▶ **EXERCISE BRIEF**
Tally every line below where "derive" appears, then report the total alone.

▶ **EXERCISE INPUT**
//! Lightning wallet adapter error taxonomy.
//!
//! Mirrors the closed error-kind set every other component in this workspace
//! reports through: `Config`, `Connection`/`Network`/`Auth` for transport and
//! credentials, `Transaction`/`LnurlError` for payment-level failures,
//! `Validation` for caller mistakes caught before any I/O, and `Internal` for
//! invariant violations.

use thiserror::Error;

#[derive(Debug, Error)]
pub enum SparkError {
    #[error("invalid mnemonic: {0}")]
    InvalidMnemonic(String),

    #[error("key derivation failed: {0}")]
    KeyDerivation(String),

    #[error("wallet initialization failed: {0}")]
    InitializationFailed(String),

    #[error("unsupported network: {0:?}")]
    UnsupportedNetwork(crate::wallet::Network),

    #[error("config error: {0}")]
    Config(String),

    #[error("connection error: {0}")]
    Connection(String),

    #[error("auth error: {0}")]
    Auth(String),

    #[error("transaction error: {0}")]
    Transaction(String),

    #[error("lnurl error: {0}")]
    LnurlError(String),

    #[error("validation error: {0}")]
    Validation(String),

    #[error("network error: {0}")]
    Network(String),

    #[error("internal error: {0}")]
    Internal(String),

    #[error("invalid payment request: {0}")]
    InvalidPaymentRequest(String),

    #[error("wallet operation failed: {0}")]
    Wallet(String),
}

pub type Result<T> = std::result::Result<T, SparkError>;
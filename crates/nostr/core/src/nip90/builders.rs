use super::{JobFeedback, JobRequest, JobResult, KIND_JOB_FEEDBACK};

fn event_timestamp_now() -> u64 {
    crate::nip01::unix_now_secs().map_or(0, |timestamp| timestamp)
}

/// Create an EventTemplate for a job request.
///
/// This is a convenience function that converts a JobRequest into an EventTemplate
/// ready to be signed and published. The content field comes from the request's
/// content (empty for non-encrypted requests).
///
/// # Example
///
/// ```
/// use nostr::nip90::{JobRequest, JobInput, create_job_request_event, KIND_JOB_TEXT_GENERATION};
///
/// # fn example() -> Result<(), nostr::nip90::Nip90Error> {
/// let request = JobRequest::new(KIND_JOB_TEXT_GENERATION)?
///     .add_input(JobInput::text("Write a haiku about Nostr"))
///     .with_bid(1000);
///
/// let event_template = create_job_request_event(&request);
/// assert_eq!(event_template.kind, KIND_JOB_TEXT_GENERATION);
/// # Ok(())
/// # }
/// ```
pub fn create_job_request_event(request: &JobRequest) -> crate::nip01::EventTemplate {
    crate::nip01::EventTemplate {
        kind: request.kind,
        tags: request.to_tags(),
        content: request.content.clone(),
        created_at: event_timestamp_now(),
    }
}

/// Create an EventTemplate for a job result.
///
/// This converts a JobResult into an EventTemplate ready to be signed and published.
/// The result kind is automatically calculated from the request kind.
///
/// # Example
///
/// ```
/// use nostr::nip90::{JobResult, create_job_result_event, KIND_JOB_TEXT_GENERATION};
///
/// # fn example() -> Result<(), nostr::nip90::Nip90Error> {
/// let result = JobResult::new(
///     KIND_JOB_TEXT_GENERATION,
///     "request_event_id",
///     "customer_pubkey",
///     "Nostr flows free,\nDecentralized thoughts connect,\nSovereign and true.",
/// )?;
///
/// let event_template = create_job_result_event(&result);
/// assert_eq!(event_template.kind, KIND_JOB_TEXT_GENERATION + 1000);
/// # Ok(())
/// # }
/// ```
pub fn create_job_result_event(result: &JobResult) -> crate::nip01::EventTemplate {
    crate::nip01::EventTemplate {
        kind: result.kind,
        tags: result.to_tags(),
        content: result.content.clone(),
        created_at: event_timestamp_now(),
    }
}

/// Create an EventTemplate for job feedback.
///
/// This converts a JobFeedback into an EventTemplate ready to be signed and published.
/// Feedback events use kind 7000.
///
/// # Example
///
/// ```
/// use nostr::nip90::{JobFeedback, JobStatus, create_job_feedback_event};
///
/// # fn example() -> Result<(), nostr::nip90::Nip90Error> {
/// let feedback = JobFeedback::new("request_event_id", "customer_pubkey", JobStatus::Processing)?;
///
/// let event_template = create_job_feedback_event(&feedback);
/// assert_eq!(event_template.kind, 7000);
/// # Ok(())
/// # }
/// ```
pub fn create_job_feedback_event(feedback: &JobFeedback) -> crate::nip01::EventTemplate {
    crate::nip01::EventTemplate {
        kind: KIND_JOB_FEEDBACK,
        tags: feedback.to_tags(),
        content: feedback.content.clone(),
        created_at: event_timestamp_now(),
    }
}
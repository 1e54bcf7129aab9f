use anyhow::Result;
use clap::{Parser, Subcommand};
use serde::Serialize;
use tracing::debug;
use tracing_subscriber::{fmt, EnvFilter};

#[derive(Parser, Debug)]
#[command(name = "ledger-cli")]
#[command(about = "CLI client for a proof-of-work ledger node")]
struct Cli {
    /// Node base URL (e.g. http://127.0.0.1:3001)
    #[arg(long, global = true, default_value = "http://127.0.0.1:3001")]
    node: String,

    #[command(subcommand)]
    cmd: Command,
}

#[derive(Subcommand, Debug)]
enum Command {
    /// Print the node's chain
    Blocks,
    /// Mine pending transactions into a new block
    Mine,
    /// Pay from the node's wallet
    Transact {
        /// Recipient address (public key hex)
        #[arg(long)]
        recipient: String,
        /// Amount
        #[arg(long)]
        amount: u64,
    },
    /// Show the pending transaction pool
    Transactions,
    /// Balance of the node's wallet, or of --address
    Balance {
        #[arg(long)]
        address: Option<String>,
    },
    /// The node wallet's public key
    PublicKey,
}

#[derive(Serialize)]
struct TransactRequest {
    recipient: String,
    amount: u64,
}

#[tokio::main]
async fn main() -> Result<()> {
    fmt()
        .with_env_filter(EnvFilter::from_default_env())
        .pretty()
        .init();

    let cli = Cli::parse();
    let node = cli.node.trim_end_matches('/');
    let client = reqwest::Client::new();

    let request = match cli.cmd {
        Command::Blocks => client.get(format!("{node}/blocks")),
        Command::Mine => client.post(format!("{node}/mine")),
        Command::Transact { recipient, amount } => client
            .post(format!("{node}/transact"))
            .json(&TransactRequest { recipient, amount }),
        Command::Transactions => client.get(format!("{node}/transactions")),
        Command::Balance { address: None } => client.get(format!("{node}/balance")),
        Command::Balance {
            address: Some(address),
        } => client.get(format!("{node}/balance/{address}")),
        Command::PublicKey => client.get(format!("{node}/public-key")),
    };

    let res = request.send().await?;
    let status = res.status();
    debug!(%status, "node responded");
    let body = res.text().await?;
    println!("status: {}", status);
    match serde_json::from_str::<serde_json::Value>(&body) {
        Ok(json) => println!("{}", serde_json::to_string_pretty(&json)?),
        Err(_) => println!("{body}"),
    }
    Ok(())
}
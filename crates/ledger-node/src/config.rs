use clap::Parser;

#[derive(Parser, Debug, Clone)]
#[command(name = "ledger-node")]
#[command(about = "Proof-of-work ledger node")]
pub struct NodeConfig {
    /// Address for the HTTP API, e.g. 127.0.0.1:3001
    #[arg(long, env = "HTTP_LISTEN", default_value = "127.0.0.1:3001")]
    pub http_listen: String,

    /// Address for peer-to-peer connections
    #[arg(long, env = "P2P_LISTEN", default_value = "127.0.0.1:5001")]
    pub p2p_listen: String,

    /// Peers to dial at startup, comma separated (host:port)
    #[arg(long, env = "PEERS", value_delimiter = ',')]
    pub peers: Vec<String>,
}

#[cfg(test)]
mod tests {
    use super::*;

    #[test]
    fn defaults() {
        let config = NodeConfig::try_parse_from(["ledger-node"]).unwrap();
        assert_eq!(config.http_listen, "127.0.0.1:3001");
        assert_eq!(config.p2p_listen, "127.0.0.1:5001");
    }

    #[test]
    fn peers_split_on_commas() {
        let config = NodeConfig::try_parse_from([
            "ledger-node",
            "--p2p-listen",
            "0.0.0.0:5003",
            "--peers",
            "127.0.0.1:5001,127.0.0.1:5002",
        ])
        .unwrap();
        assert_eq!(config.p2p_listen, "0.0.0.0:5003");
        assert_eq!(config.peers, vec!["127.0.0.1:5001", "127.0.0.1:5002"]);
    }
}
pub mod api;
pub mod config;
pub mod miner;

pub use config::NodeConfig;
pub use miner::Miner;
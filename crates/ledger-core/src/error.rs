use thiserror::Error;

#[derive(Debug, Error, Clone, PartialEq, Eq)]
pub enum LedgerError {
    #[error("invalid block: {0}")]
    InvalidBlock(String),
    #[error("rejected chain: {0}")]
    RejectedChain(String),
    #[error("amount {amount} exceeds balance {balance}")]
    InsufficientBalance { amount: u64, balance: u64 },
    #[error("malformed message: {0}")]
    MalformedMessage(String),
    #[error("mining interrupted by a chain replacement")]
    MiningInterrupted,
    #[error("crypto: {0}")]
    Crypto(String),
}

pub type Result<T> = std::result::Result<T, LedgerError>;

▶ **OUTPUT FOR THIS EXERCISE**
6